Write out every entry word for word.

DATA EXTRACT:
+--
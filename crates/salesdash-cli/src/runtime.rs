// Copyright 2026 Phillip Cloud
// Licensed under the Apache License, Version 2.0

use anyhow::Result;
use salesdash_app::{FetchError, FetchTicket, ResultPage, SalesRepQuery, SalesRepSource};
use salesdash_db::Store;
use salesdash_tui::{AppRuntime, InternalEvent};
use std::sync::mpsc::Sender;
use std::thread;
use tracing::debug;

/// Talks to the dashboard API. Requests run on worker threads so the UI keeps
/// drawing while they are in flight.
pub struct HttpRuntime {
    client: salesdash_api::Client,
}

impl HttpRuntime {
    pub fn new(client: salesdash_api::Client) -> Self {
        Self { client }
    }
}

impl AppRuntime for HttpRuntime {
    fn fetch_sales_reps(&mut self, query: &SalesRepQuery) -> Result<ResultPage, FetchError> {
        self.client.list_sales_reps(query)
    }

    fn ask(&mut self, question: &str) -> Result<String> {
        self.client.ask(question)
    }

    fn source_label(&self) -> String {
        self.client.base_url().to_owned()
    }

    fn spawn_fetch(&mut self, ticket: FetchTicket, tx: Sender<InternalEvent>) -> Result<()> {
        let client = self.client.clone();
        thread::spawn(move || {
            let result = client.list_sales_reps(&ticket.query);
            if tx
                .send(InternalEvent::Fetched {
                    request_id: ticket.request_id,
                    result,
                })
                .is_err()
            {
                debug!(request_id = ticket.request_id, "ui gone before fetch finished");
            }
        });
        Ok(())
    }

    fn spawn_ask(
        &mut self,
        request_id: u64,
        question: &str,
        tx: Sender<InternalEvent>,
    ) -> Result<()> {
        let client = self.client.clone();
        let question = question.to_owned();
        thread::spawn(move || {
            let result = client.ask(&question).map_err(|error| format!("{error:#}"));
            if tx
                .send(InternalEvent::Answered { request_id, result })
                .is_err()
            {
                debug!(request_id, "ui gone before answer arrived");
            }
        });
        Ok(())
    }
}

/// Serves the dashboard from the local store, synchronously.
pub struct DemoRuntime<'a> {
    store: &'a Store,
    label: String,
}

impl<'a> DemoRuntime<'a> {
    pub fn new(store: &'a Store, label: impl Into<String>) -> Self {
        Self {
            store,
            label: label.into(),
        }
    }
}

impl AppRuntime for DemoRuntime<'_> {
    fn fetch_sales_reps(&mut self, query: &SalesRepQuery) -> Result<ResultPage, FetchError> {
        self.store.fetch_page(query)
    }

    fn ask(&mut self, question: &str) -> Result<String> {
        self.store.answer(question)
    }

    fn source_label(&self) -> String {
        self.label.clone()
    }
}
+--
OUTPUT BELOW:
filename crates/salesdash-cli/src/runtime.rs
// Copyright 2026 Phillip Cloud
// Licensed under the Apache License, Version 2.0

use anyhow::Result;
use salesdash_app::{FetchError, FetchTicket, ResultPage, SalesRepQuery, SalesRepSource};
use salesdash_db::Store;
use salesdash_tui::{AppRuntime, InternalEvent};
use std::sync::mpsc::Sender;
use std::thread;
use tracing::debug;

/// Talks to the dashboard API. Requests run on worker threads so the UI keeps
/// drawing while they are in flight.
pub struct HttpRuntime {
    client: salesdash_api::Client,
}

impl HttpRuntime {
    pub fn new(client: salesdash_api::Client) -> Self {
        Self { client }
    }
}

impl AppRuntime for HttpRuntime {
    fn fetch_sales_reps(&mut self, query: &SalesRepQuery) -> Result<ResultPage, FetchError> {
        self.client.list_sales_reps(query)
    }

    fn ask(&mut self, question: &str) -> Result<String> {
        self.client.ask(question)
    }

    fn source_label(&self) -> String {
        self.client.base_url().to_owned()
    }

    fn spawn_fetch(&mut self, ticket: FetchTicket, tx: Sender<InternalEvent>) -> Result<()> {
        let client = self.client.clone();
        thread::spawn(move || {
            let result = client.list_sales_reps(&ticket.query);
            if tx
                .send(InternalEvent::Fetched {
                    request_id: ticket.request_id,
                    result,
                })
                .is_err()
            {
                debug!(request_id = ticket.request_id, "ui gone before fetch finished");
            }
        });
        Ok(())
    }

    fn spawn_ask(
        &mut self,
        request_id: u64,
        question: &str,
        tx: Sender<InternalEvent>,
    ) -> Result<()> {
        let client = self.client.clone();
        let question = question.to_owned();
        thread::spawn(move || {
            let result = client.ask(&question).map_err(|error| format!("{error:#}"));
            if tx
                .send(InternalEvent::Answered { request_id, result })
                .is_err()
            {
                debug!(request_id, "ui gone before answer arrived");
            }
        });
        Ok(())
    }
}

/// Serves the dashboard from the local store, synchronously.
pub struct DemoRuntime<'a> {
    store: &'a Store,
    label: String,
}

impl<'a> DemoRuntime<'a> {
    pub fn new(store: &'a Store, label: impl Into<String>) -> Self {
        Self {
            store,
            label: label.into(),
        }
    }
}

impl AppRuntime for DemoRuntime<'_> {
    fn fetch_sales_reps(&mut self, query: &SalesRepQuery) -> Result<ResultPage, FetchError> {
        self.store.fetch_page(query)
    }

    fn ask(&mut self, question: &str) -> Result<String> {
        self.store.answer(question)
    }

    fn source_label(&self) -> String {
        self.label.clone()
    }
}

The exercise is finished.